Kardus-Kardus di Serambi Madinah

Mengendarai sepeda motor sudah menjadi bagian dari hidupku. Setiap hari sekitar 10-15 menit aku selalu mengendarainya. Entah menuju ke tempat kerja atau ke pusat perbelanjaan. Begitupun ketika hendak beribadah, aku selalu memakai motorku. Ya, kendaraan roda dua produksi luar negeri itu sangat membantu kehidupan umat manusia, terutama bagi masyarakat di Indonesia.

Menyusuri jalanan begitu mengasikkan. Melihat tingkah manusia-manusia di jalan kadang terasa aneh. Ada berbagai macam manusia di jalan. Tipe pengendara santai dan fokus, tipe telponan sambil berkendara, ada juga tipe sein kiri belok kanan, dan masih banyak lagi tipe lainnya. Aku sendiri tipe santai yang menikmati pemandangan.
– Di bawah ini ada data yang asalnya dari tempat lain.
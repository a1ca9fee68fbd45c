//! Static-pod scheduler flavors (vanilla, RKE2)
//!
//! The extender documents go into a ConfigMap in the operator namespace. A
//! companion DaemonSet on every control-plane node copies them onto the host
//! and rewrites the kube-scheduler static pod manifest to load them.

use super::config::HostPaths;
use super::extender::Extender;
use super::upsert::{upsert_config_map, upsert_daemon_set, Applied, MANAGED_BY, MANAGED_BY_LABEL};
use crate::crd::DeploymentSpec;
use crate::domain::ports::ResourceStore;
use crate::error::{ignore_not_found, Result};
use k8s_openapi::api::apps::v1::{DaemonSet, DaemonSetSpec};
use k8s_openapi::api::core::v1::{
    Affinity, ConfigMap, ConfigMapVolumeSource, Container, HostPathVolumeSource, NodeAffinity,
    NodeSelector, NodeSelectorRequirement, NodeSelectorTerm, PodSpec, PodTemplateSpec,
    Toleration, Volume, VolumeMount,
};
use k8s_openapi::apimachinery::pkg::apis::meta::v1::{LabelSelector, ObjectMeta};
use std::collections::BTreeMap;
use tracing::info;

pub const PATCHER_DAEMON_SET: &str = "schedulerpatcher";

const CONFIG_MOUNT: &str = "/config";
const CONTROL_PLANE_ROLES: [&str; 2] = [
    "node-role.kubernetes.io/control-plane",
    "node-role.kubernetes.io/master",
];

fn labels() -> BTreeMap<String, String> {
    let mut labels = BTreeMap::new();
    labels.insert("app".to_string(), PATCHER_DAEMON_SET.to_string());
    labels.insert("app.kubernetes.io/name".to_string(), "csi-baremetal".to_string());
    labels.insert("app.kubernetes.io/component".to_string(), PATCHER_DAEMON_SET.to_string());
    labels
}

fn owned_meta(namespace: &str, name: &str) -> ObjectMeta {
    let mut labels = labels();
    labels.insert(MANAGED_BY_LABEL.to_string(), MANAGED_BY.to_string());
    ObjectMeta {
        name: Some(name.to_string()),
        namespace: Some(namespace.to_string()),
        labels: Some(labels),
        ..Default::default()
    }
}

/// Extender ConfigMap read by the patcher pods
pub fn config_map(spec: &DeploymentSpec, namespace: &str, host: &HostPaths) -> Result<ConfigMap> {
    let extender = Extender::new(spec.scheduler.extender_port);
    Ok(ConfigMap {
        metadata: owned_meta(namespace, &spec.scheduler.patcher.config_map_name),
        data: Some(extender.static_pod_data(&host.kubeconfig)?),
        ..Default::default()
    })
}

fn host_volume(name: &str, path: &str) -> (Volume, VolumeMount) {
    (
        Volume {
            name: name.to_string(),
            host_path: Some(HostPathVolumeSource {
                path: path.to_string(),
                type_: Some("Directory".to_string()),
            }),
            ..Default::default()
        },
        VolumeMount {
            name: name.to_string(),
            mount_path: path.to_string(),
            ..Default::default()
        },
    )
}

fn tolerations() -> Vec<Toleration> {
    CONTROL_PLANE_ROLES
        .iter()
        .map(|key| Toleration {
            key: Some(key.to_string()),
            operator: Some("Exists".to_string()),
            effect: Some("NoSchedule".to_string()),
            ..Default::default()
        })
        .collect()
}

/// Control-plane nodes only; the terms are ORed
fn control_plane_affinity() -> Affinity {
    Affinity {
        node_affinity: Some(NodeAffinity {
            required_during_scheduling_ignored_during_execution: Some(NodeSelector {
                node_selector_terms: CONTROL_PLANE_ROLES
                    .iter()
                    .map(|key| NodeSelectorTerm {
                        match_expressions: Some(vec![NodeSelectorRequirement {
                            key: key.to_string(),
                            operator: "Exists".to_string(),
                            values: None,
                        }]),
                        ..Default::default()
                    })
                    .collect(),
            }),
            ..Default::default()
        }),
        ..Default::default()
    }
}

fn patcher_args(spec: &DeploymentSpec, host: &HostPaths, platform: &str) -> Vec<String> {
    let patcher = &spec.scheduler.patcher;
    vec![
        format!("--platform={}", platform),
        format!("--manifest={}", host.scheduler_manifest()),
        format!("--source-policy-path={}/{}", CONFIG_MOUNT, super::extender::POLICY_KEY),
        format!("--source-config-path={}/{}", CONFIG_MOUNT, super::extender::CONFIG_KEY),
        format!("--source-config-23-path={}/{}", CONFIG_MOUNT, super::extender::CONFIG_23_KEY),
        format!("--source-config-25-path={}/{}", CONFIG_MOUNT, super::extender::CONFIG_25_KEY),
        format!("--target-policy-path={}", host.policy_path),
        format!("--target-config-path={}", host.config_path),
        format!("--interval={}", patcher.interval),
        format!("--restore={}", patcher.restore_on_shutdown),
    ]
}

/// Companion DaemonSet patching the static scheduler manifest
pub fn daemon_set(spec: &DeploymentSpec, namespace: &str, host: &HostPaths, platform: &str) -> DaemonSet {
    let patcher = &spec.scheduler.patcher;

    let config_volume = Volume {
        name: "schedulerpatcher-config".to_string(),
        config_map: Some(ConfigMapVolumeSource {
            name: Some(patcher.config_map_name.clone()),
            ..Default::default()
        }),
        ..Default::default()
    };
    let config_mount = VolumeMount {
        name: config_volume.name.clone(),
        mount_path: CONFIG_MOUNT.to_string(),
        read_only: Some(true),
        ..Default::default()
    };
    let (manifests_volume, manifests_mount) = host_volume("kubernetes-manifests", &host.manifests_dir);
    let (scheduler_volume, scheduler_mount) = host_volume("kubernetes-scheduler", host.config_dir());

    DaemonSet {
        metadata: owned_meta(namespace, PATCHER_DAEMON_SET),
        spec: Some(DaemonSetSpec {
            selector: LabelSelector {
                match_labels: Some(
                    [("app".to_string(), PATCHER_DAEMON_SET.to_string())].into_iter().collect(),
                ),
                ..Default::default()
            },
            template: PodTemplateSpec {
                metadata: Some(ObjectMeta {
                    labels: Some(labels()),
                    ..Default::default()
                }),
                spec: Some(PodSpec {
                    containers: vec![Container {
                        name: PATCHER_DAEMON_SET.to_string(),
                        image: Some(spec.image_ref(&patcher.image)),
                        image_pull_policy: Some("IfNotPresent".to_string()),
                        command: Some(vec!["python3".to_string(), "-u".to_string(), "main.py".to_string()]),
                        args: Some(patcher_args(spec, host, platform)),
                        volume_mounts: Some(vec![config_mount, manifests_mount, scheduler_mount]),
                        ..Default::default()
                    }],
                    volumes: Some(vec![config_volume, manifests_volume, scheduler_volume]),
                    tolerations: Some(tolerations()),
                    affinity: Some(control_plane_affinity()),
                    termination_grace_period_seconds: Some(10),
                    ..Default::default()
                }),
            },
            ..Default::default()
        }),
        ..Default::default()
    }
}

/// Install the extender: ConfigMap first, then the DaemonSet consuming it
pub async fn patch(
    store: &dyn ResourceStore,
    spec: &DeploymentSpec,
    namespace: &str,
    host: &HostPaths,
    platform: &str,
) -> Result<bool> {
    let cm = upsert_config_map(store, &config_map(spec, namespace, host)?).await?;
    let ds = upsert_daemon_set(store, &daemon_set(spec, namespace, host, platform)).await?;
    Ok(cm != Applied::Unchanged || ds != Applied::Unchanged)
}

/// Remove the DaemonSet, then its ConfigMap
pub async fn unpatch(store: &dyn ResourceStore, spec: &DeploymentSpec, namespace: &str) -> Result<()> {
    ignore_not_found(store.delete_daemon_set(namespace, PATCHER_DAEMON_SET).await)?;
    ignore_not_found(
        store
            .delete_config_map(namespace, &spec.scheduler.patcher.config_map_name)
            .await,
    )?;
    info!(namespace = %namespace, "Removed scheduler patcher");
    Ok(())
}
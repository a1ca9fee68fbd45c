//! Object builders shared by the unit tests

use crate::crd::{CsibmNode, CsibmNodeSpec, HOSTNAME_ADDRESS};
use chrono::{DateTime, Utc};
use k8s_openapi::api::core::v1::{
    ConfigMap, ContainerState, ContainerStateRunning, ContainerStateWaiting, ContainerStatus,
    Node, NodeSpec, NodeStatus, NodeSystemInfo, Pod, PodSpec, PodStatus, Taint,
};
use k8s_openapi::apimachinery::pkg::apis::meta::v1::{ObjectMeta, Time};
use std::collections::BTreeMap;

fn parse_labels(selector: &str) -> BTreeMap<String, String> {
    selector
        .split(',')
        .filter_map(|term| term.split_once('='))
        .map(|(k, v)| (k.to_string(), v.to_string()))
        .collect()
}

pub fn node(name: &str, kernel: &str) -> Node {
    Node {
        metadata: ObjectMeta {
            name: Some(name.to_string()),
            ..Default::default()
        },
        spec: Some(NodeSpec::default()),
        status: Some(NodeStatus {
            node_info: Some(NodeSystemInfo {
                kernel_version: kernel.to_string(),
                ..Default::default()
            }),
            ..Default::default()
        }),
    }
}

pub fn with_labels(mut node: Node, labels: &[(&str, &str)]) -> Node {
    let map = node.metadata.labels.get_or_insert_with(BTreeMap::new);
    for (k, v) in labels {
        map.insert(k.to_string(), v.to_string());
    }
    node
}

pub fn with_taint(mut node: Node, key: &str, value: &str, effect: &str) -> Node {
    let spec = node.spec.get_or_insert_with(NodeSpec::default);
    spec.taints.get_or_insert_with(Vec::new).push(Taint {
        key: key.to_string(),
        value: Some(value.to_string()),
        effect: effect.to_string(),
        time_added: None,
    });
    node
}

pub fn identity(name: &str, uuid: &str, hostname: &str) -> CsibmNode {
    let mut addresses = BTreeMap::new();
    addresses.insert(HOSTNAME_ADDRESS.to_string(), hostname.to_string());
    addresses.insert("InternalIP".to_string(), "10.0.0.1".to_string());
    CsibmNode::new(
        name,
        CsibmNodeSpec {
            uuid: uuid.to_string(),
            addresses,
        },
    )
}

pub fn identity_with_label(name: &str, uuid: &str, hostname: &str, key: &str, value: &str) -> CsibmNode {
    let mut identity = identity(name, uuid, hostname);
    identity
        .metadata
        .labels
        .get_or_insert_with(BTreeMap::new)
        .insert(key.to_string(), value.to_string());
    identity
}

/// Pod scheduled on `node_name`; `started` = None leaves the container waiting
pub fn running_pod(
    namespace: &str,
    name: &str,
    labels: &str,
    node_name: &str,
    started: Option<DateTime<Utc>>,
) -> Pod {
    let state = match started {
        Some(at) => ContainerState {
            running: Some(ContainerStateRunning {
                started_at: Some(Time(at)),
            }),
            ..Default::default()
        },
        None => ContainerState {
            waiting: Some(ContainerStateWaiting {
                reason: Some("ContainerCreating".to_string()),
                message: None,
            }),
            ..Default::default()
        },
    };
    Pod {
        metadata: ObjectMeta {
            name: Some(name.to_string()),
            namespace: Some(namespace.to_string()),
            labels: Some(parse_labels(labels)),
            ..Default::default()
        },
        spec: Some(PodSpec {
            node_name: Some(node_name.to_string()),
            ..Default::default()
        }),
        status: Some(PodStatus {
            phase: Some("Running".to_string()),
            container_statuses: Some(vec![ContainerStatus {
                name: "kube-scheduler".to_string(),
                state: Some(state),
                ..Default::default()
            }]),
            ..Default::default()
        }),
    }
}

pub fn config_map(namespace: &str, name: &str, data: BTreeMap<String, String>) -> ConfigMap {
    ConfigMap {
        metadata: ObjectMeta {
            name: Some(name.to_string()),
            namespace: Some(namespace.to_string()),
            ..Default::default()
        },
        data: Some(data),
        ..Default::default()
    }
}

pub fn config_map_created_at(namespace: &str, name: &str, at: DateTime<Utc>) -> ConfigMap {
    let mut cm = config_map(namespace, name, BTreeMap::new());
    cm.metadata.creation_timestamp = Some(Time(at));
    cm
}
Terik matahari menyilaukan mata. Seperempat jam lagi pukul dua belas. Masjid saling sahut menyebarkan lantunan ayat di Jumat itu. Motorku terus melesat melewati berbagai masjid megah di jalanan Kota Gorontalo. Ada satu fenomena yang menarik hatiku. Di setiap masjid, ada saja sesosok pria memegang kardus. Kadang juga sebuah keranjang plastik. Hal ini sepintas terlihat lumrah, tapi hatiku bertanya-tanya, kenapa mereka malakukan itu?

Pandanganku tertuju pada seorang pria yang memegang erat kardus di depan sebuah masjid. Dia berdiri di tengah jalan menghalau pengendara yang lewat dengan kardusnya. Setiap ada yang lewat, benda kubus itu disodorkannya. Setelah kuamati selama lima menit, ia menyingkir dari tengah jalan dan menenteng bawaannya ke pinggir jalan. Pria itu berteduh di sebuah gubug di samping masjid.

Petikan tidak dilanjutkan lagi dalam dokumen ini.